Bitcoin stalled on Tuesday after climbing to about $64,500 on Monday, its highest level in more than two weeks, according to CoinDesk. The pullback marked bitcoin’s first decline of the month and interrupted its longest winning streak since March, while ether also slipped after touching $1,830 the previous day.
The pause matters because the rebound has come with signs that traders are not adding leverage in step with rising prices. Bitcoin futures open interest fell to 740,000 BTC from a July 3 high of 776,000 BTC, while CoinDesk also pointed to weak ETF flows and a negative Coinbase premium as evidence that spot demand remains soft.
CoinDesk linked July’s recovery to a short-squeeze setup identified in late June, when bearish positioning was elevated even as bitcoin traded near its lowest level since 2024. More than $500 million in leveraged crypto futures positions were liquidated over 24 hours, with shorts accounting for most of the total for a sixth consecutive day.
The broader crypto market is still higher for the month, rising 8.4% since July 1 to a total value of $2.16 trillion.
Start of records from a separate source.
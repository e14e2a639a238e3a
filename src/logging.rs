//! Unified JSON logging with custom format.
//!
//! Log format:
//! ```json
//! {"ts":"2024-12-28T15:04:05.123Z","level":"info","type":"app","msg":"Server started","ctx":{},"data":{}}
//! ```
//!
//! All log output goes to stderr: in CGI mode stdout carries the response.

use std::collections::HashMap;
use std::io::{self, Write};
use std::time::{Duration, SystemTime, UNIX_EPOCH};

use tracing::{Event, Level, Subscriber};
use tracing_subscriber::fmt::format::Writer;
use tracing_subscriber::fmt::{FmtContext, FormatEvent, FormatFields};
use tracing_subscriber::layer::SubscriberExt;
use tracing_subscriber::registry::LookupSpan;
use tracing_subscriber::util::SubscriberInitExt;
use tracing_subscriber::EnvFilter;

use crate::config::{LogFormat, LoggingConfig};

// ============================================================================
// Subscriber setup
// ============================================================================

/// Install the global tracing subscriber.
///
/// Safe to call more than once; later calls are ignored.
pub fn init(config: &LoggingConfig) {
    let filter = EnvFilter::try_new(&config.filter).unwrap_or_else(|_| EnvFilter::new("env_dump=info"));
    let registry = tracing_subscriber::registry().with(filter);

    let result = match config.format {
        LogFormat::Json => registry
            .with(
                tracing_subscriber::fmt::layer()
                    .event_format(JsonFormatter::new(&config.service_name))
                    .with_writer(io::stderr),
            )
            .try_init(),
        LogFormat::Text => registry
            .with(tracing_subscriber::fmt::layer().with_writer(io::stderr))
            .try_init(),
    };

    if result.is_err() {
        tracing::debug!("tracing subscriber already installed");
    }
}

// ============================================================================
// ISO 8601 timestamp formatting (zero heap allocation)
// ============================================================================

/// ISO 8601 timestamp buffer - exactly 24 bytes: "2024-01-15T10:30:00.123Z"
#[derive(Clone, Copy)]
pub struct Iso8601Timestamp {
    buf: [u8; 24],
}

impl Iso8601Timestamp {
    /// Create a new timestamp for the current time.
    #[inline]
    pub fn now() -> Self {
        let now = SystemTime::now()
            .duration_since(UNIX_EPOCH)
            .unwrap_or_default();
        Self::from_duration(now)
    }

    /// Create from a Duration since UNIX_EPOCH.
    pub fn from_duration(duration: Duration) -> Self {
        let secs = duration.as_secs();
        let millis = duration.subsec_millis();

        let day_secs = secs % 86400;
        let hours = (day_secs / 3600) as u8;
        let minutes = ((day_secs % 3600) / 60) as u8;
        let seconds = (day_secs % 60) as u8;

        let mut year = 1970u16;
        let mut remaining = (secs / 86400) as i64;

        loop {
            let year_days = if is_leap_year(year) { 366 } else { 365 };
            if remaining < year_days {
                break;
            }
            remaining -= year_days;
            year += 1;
        }

        let month_days: [u8; 12] = if is_leap_year(year) {
            [31, 29, 31, 30, 31, 30, 31, 31, 30, 31, 30, 31]
        } else {
            [31, 28, 31, 30, 31, 30, 31, 31, 30, 31, 30, 31]
        };

        let mut month = 1u8;
        for &days_in_month in &month_days {
            if remaining < days_in_month as i64 {
                break;
            }
            remaining -= days_in_month as i64;
            month += 1;
        }
        let day = (remaining + 1) as u8;

        let mut buf = [0u8; 24];
        write_padded(&mut buf[0..4], year as u32);
        buf[4] = b'-';
        write_padded(&mut buf[5..7], month as u32);
        buf[7] = b'-';
        write_padded(&mut buf[8..10], day as u32);
        buf[10] = b'T';
        write_padded(&mut buf[11..13], hours as u32);
        buf[13] = b':';
        write_padded(&mut buf[14..16], minutes as u32);
        buf[16] = b':';
        write_padded(&mut buf[17..19], seconds as u32);
        buf[19] = b'.';
        write_padded(&mut buf[20..23], millis);
        buf[23] = b'Z';

        Self { buf }
    }

    /// Get the timestamp as a string slice.
    #[inline]
    pub fn as_str(&self) -> &str {
        // Only ASCII digits and punctuation are ever written
        std::str::from_utf8(&self.buf).unwrap_or("1970-01-01T00:00:00.000Z")
    }
}

impl std::fmt::Display for Iso8601Timestamp {
    fn fmt(&self, f: &mut std::fmt::Formatter<'_>) -> std::fmt::Result {
        f.write_str(self.as_str())
    }
}

impl std::fmt::Debug for Iso8601Timestamp {
    fn fmt(&self, f: &mut std::fmt::Formatter<'_>) -> std::fmt::Result {
        f.write_str(self.as_str())
    }
}

#[inline]
const fn is_leap_year(year: u16) -> bool {
    (year % 4 == 0) && (year % 100 != 0 || year % 400 == 0)
}

/// Write `val` as zero-padded decimal filling the whole buffer.
#[inline]
fn write_padded(buf: &mut [u8], mut val: u32) {
    for slot in buf.iter_mut().rev() {
        *slot = b'0' + (val % 10) as u8;
        val /= 10;
    }
}

// ============================================================================
// JSON event formatter
// ============================================================================

/// Custom JSON formatter for tracing.
pub struct JsonFormatter {
    service_name: String,
}

impl JsonFormatter {
    pub fn new(service_name: impl Into<String>) -> Self {
        Self {
            service_name: service_name.into(),
        }
    }
}

impl<S, N> FormatEvent<S, N> for JsonFormatter
where
    S: Subscriber + for<'a> LookupSpan<'a>,
    N: for<'a> FormatFields<'a> + 'static,
{
    fn format_event(
        &self,
        _ctx: &FmtContext<'_, S, N>,
        mut writer: Writer<'_>,
        event: &Event<'_>,
    ) -> std::fmt::Result {
        let meta = event.metadata();
        let level = match *meta.level() {
            Level::TRACE => "debug",
            Level::DEBUG => "debug",
            Level::INFO => "info",
            Level::WARN => "warn",
            Level::ERROR => "error",
        };

        let log_type = if *meta.level() == Level::ERROR {
            "error"
        } else {
            "app"
        };

        let mut visitor = FieldVisitor::new();
        event.record(&mut visitor);

        let entry = serde_json::json!({
            "ts": Iso8601Timestamp::now().as_str(),
            "level": level,
            "type": log_type,
            "msg": visitor.message.unwrap_or_default(),
            "ctx": { "service": &self.service_name },
            "data": visitor.fields,
        });

        writeln!(
            writer,
            "{}",
            serde_json::to_string(&entry).unwrap_or_default()
        )
    }
}

/// Field visitor for collecting tracing fields.
struct FieldVisitor {
    message: Option<String>,
    fields: HashMap<String, serde_json::Value>,
}

impl FieldVisitor {
    fn new() -> Self {
        Self {
            message: None,
            fields: HashMap::new(),
        }
    }
}

impl tracing::field::Visit for FieldVisitor {
    fn record_debug(&mut self, field: &tracing::field::Field, value: &dyn std::fmt::Debug) {
        if field.name() == "message" {
            self.message = Some(format!("{:?}", value).trim_matches('"').to_string());
        } else {
            self.fields.insert(
                field.name().to_string(),
                serde_json::Value::String(format!("{:?}", value)),
            );
        }
    }

    fn record_str(&mut self, field: &tracing::field::Field, value: &str) {
        if field.name() == "message" {
            self.message = Some(value.to_string());
        } else {
            self.fields.insert(
                field.name().to_string(),
                serde_json::Value::String(value.to_string()),
            );
        }
    }

    fn record_i64(&mut self, field: &tracing::field::Field, value: i64) {
        self.fields
            .insert(field.name().to_string(), serde_json::json!(value));
    }

    fn record_u64(&mut self, field: &tracing::field::Field, value: u64) {
        self.fields
            .insert(field.name().to_string(), serde_json::json!(value));
    }

    fn record_f64(&mut self, field: &tracing::field::Field, value: f64) {
        self.fields
            .insert(field.name().to_string(), serde_json::json!(value));
    }

    fn record_bool(&mut self, field: &tracing::field::Field, value: bool) {
        self.fields
            .insert(field.name().to_string(), serde_json::json!(value));
    }
}

// ============================================================================
// Access log
// ============================================================================

/// One served request, as written to the access log.
pub struct AccessEntry<'a> {
    pub request_id: &'a str,
    pub ip: &'a str,
    pub method: &'a str,
    pub path: &'a str,
    pub query: Option<&'a str>,
    pub http: &'a str,
    pub status: u16,
    pub bytes: u64,
    pub duration_ms: f64,
    pub ua: Option<&'a str>,
}

impl AccessEntry<'_> {
    /// Build the JSON line for this entry.
    pub fn to_json(&self, ts: &str, service: &str) -> serde_json::Value {
        let mut data = serde_json::Map::new();
        data.insert("method".into(), serde_json::json!(self.method));
        data.insert("path".into(), serde_json::json!(self.path));
        if let Some(q) = self.query {
            data.insert("query".into(), serde_json::json!(q));
        }
        data.insert("http".into(), serde_json::json!(self.http));
        data.insert("status".into(), serde_json::json!(self.status));
        data.insert("bytes".into(), serde_json::json!(self.bytes));
        data.insert("duration_ms".into(), serde_json::json!(self.duration_ms));
        data.insert("ip".into(), serde_json::json!(self.ip));
        if let Some(u) = self.ua {
            data.insert("ua".into(), serde_json::json!(u));
        }

        serde_json::json!({
            "ts": ts,
            "level": "info",
            "type": "access",
            "msg": format!("{} {} {}", self.method, self.path, self.status),
            "ctx": { "service": service, "request_id": self.request_id },
            "data": data,
        })
    }
}

/// Log an access request directly (bypassing tracing for simpler output).
pub fn log_access(entry: &AccessEntry<'_>, service: &str) {
    let line = entry.to_json(Iso8601Timestamp::now().as_str(), service);
    let _ = writeln!(io::stderr(), "{}", line);
}

#[cfg(test)]
mod tests {
    use super::*;

    #[test]
    fn test_timestamp_epoch() {
        let ts = Iso8601Timestamp::from_duration(Duration::ZERO);
        assert_eq!(ts.as_str(), "1970-01-01T00:00:00.000Z");
    }

    #[test]
    fn test_timestamp_leap_day() {
        // 2024-02-29T12:34:56.789Z
        let ts = Iso8601Timestamp::from_duration(Duration::from_millis(1_709_210_096_789));
        assert_eq!(ts.to_string(), "2024-02-29T12:34:56.789Z");
    }

    #[test]
    fn test_access_entry_json() {
        let entry = AccessEntry {
            request_id: "abc",
            ip: "127.0.0.1",
            method: "POST",
            path: "/cgi-bin/env",
            query: Some("a=1"),
            http: "HTTP/1.1",
            status: 200,
            bytes: 512,
            duration_ms: 1.5,
            ua: None,
        };

        let json = entry.to_json("2024-01-01T00:00:00.000Z", "env_dump");
        assert_eq!(json["type"], "access");
        assert_eq!(json["msg"], "POST /cgi-bin/env 200");
        assert_eq!(json["ctx"]["request_id"], "abc");
        assert_eq!(json["data"]["query"], "a=1");
        assert_eq!(json["data"]["status"], 200);
        assert!(json["data"].get("ua").is_none());
    }
}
But derivatives data across major tokens showed a more cautious picture: ether’s open interest also weakened, and Solana’s open interest dropped to 68 million tokens from more than 76 million on June 24 despite a recent 10% price gain.
Altcoin performance remained uneven. ETHFI and LIT gained more than 30% over the past week, while FET, KASPA and WLD posted losses despite the broader market recovery. CoinDesk described that split as a sign of a more fragmented market, with token-level sentiment and onchain activity increasingly shaping performance rather than a uniform altcoin move.